GENETIC-LOCUS FOR THE BIOSYNTHESIS OF THE VARIABLE PORTION OF NEISSERIA-GONORRHOEAE LIPOOLIGOSACCHARIDE

A locus involved in the biosynthesis of gonococcal lipooligosaccharide (LOS) has been cloned from gonococcal strain F62. The locus contains five open reading frames. The first and second reading frames are homologous, but not identical, to the fourth and fifth reading frames, respectively Interposed is an additional reading frame which has distant homology to the Escherichia coli rfaI and rfaJ genes, both glucosyl transferases involved in lipopolysaccharide core biosynthesis. The second and fifth reading frames show strong homology to the lex-1 or lic2A gene of Haemaphilus influenzae, but do not contain the CAAT repeats found in this gene. Deletions of each of these five genes, of combinations of genes, and of the entire locus were constructed and introduced into parental gonococcal strain F62 by transformation. The LOS phenotypes were then analyzed by SDS-PAGE and reactivity with monoclonal antibodies. Analysis of the gonococcal mutants indicates that four of these genes are the glycosyl transferases that add GalNAc beta 1 --> 3Gal beta 1 --> 4GlcNAc beta 1 --> 3Gal beta 1 --> 4 to the substrate Glc beta 1 --> 4Hep --> R of the inner core region.
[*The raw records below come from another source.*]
//! The [`LimePay`] facade.

use crate::config::RequesterConfig;
use crate::connection::ConnectionClient;
use crate::error::Error;
use crate::payments::{FiatPaymentsClient, PaymentsClient, RelayedPaymentsClient};
use crate::requester::{HttpRequester, Requester};
use crate::shoppers::ShoppersClient;

/// Entry point bundling every resource client over one shared requester.
///
/// ```no_run
/// # async fn run() -> Result<(), limepay_http::Error> {
/// use limepay_http::{LimePay, RequesterConfig};
///
/// let sdk = LimePay::connect(RequesterConfig::new(
///     "https://api.limepay.io/v1",
///     "api-key",
///     "api-secret",
/// ))
/// .await?;
/// let shoppers = sdk.shoppers.list().await?;
/// # let _ = shoppers;
/// # Ok(())
/// # }
/// ```
#[derive(Debug, Clone)]
pub struct LimePay<R = HttpRequester> {
    /// Connectivity self-test.
    pub connection: ConnectionClient<R>,
    /// Shopper management.
    pub shoppers: ShoppersClient<R>,
    /// Payment retrieval.
    pub payments: PaymentsClient<R>,
    /// Card-funded payments, invoices, and receipts.
    pub fiat_payments: FiatPaymentsClient<R>,
    /// Relayed payments.
    pub relayed_payments: RelayedPaymentsClient<R>,
}

impl LimePay<HttpRequester> {
    /// Builds the HTTP requester from `config` and checks the connection
    /// before returning the facade.
    ///
    /// # Errors
    ///
    /// Returns [`Error`] if the requester cannot be built or the self-test
    /// (`GET /ping`) fails. No facade is returned in that case.
    pub async fn connect(config: RequesterConfig) -> Result<Self, Error> {
        let requester = HttpRequester::new(config)?;
        ConnectionClient::new(requester.clone()).test().await?;
        Ok(Self::with_requester(requester))
    }
}

impl<R: Requester + Clone> LimePay<R> {
    /// Wires every client to `requester` without checking the connection.
    #[must_use]
    pub fn with_requester(requester: R) -> Self {
        Self {
            connection: ConnectionClient::new(requester.clone()),
            shoppers: ShoppersClient::new(requester.clone()),
            payments: PaymentsClient::new(requester.clone()),
            fiat_payments: FiatPaymentsClient::new(requester.clone()),
            relayed_payments: RelayedPaymentsClient::new(requester),
        }
    }
}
The gene with homology to E. coli rfaI/rfaJ is involved with the addition of the alpha-linked galactose residue in the biosynthesis of the alternative LOS structure Gal alpha 1 --> 4Gal beta 1 --> 4Glc beta 1 --> 4Hep --> R. Since these genes encode LOS glycosyl transferases they have been named lgtA, lgtB, lgtC, lgtD, and lgtE. The DNA sequence analysis revealed that lgtA, lgtC, and lgtD contained poly-G tracts, which, in strain F62 were, respectively, 17, 10, and 11 bp. Thus, three of the LOS biosynthetic enzymes are potentially susceptible to premature termination by reading frame changes. It is likely that these structural features are responsible for the high-frequency genetic variation of gonococcal LOS.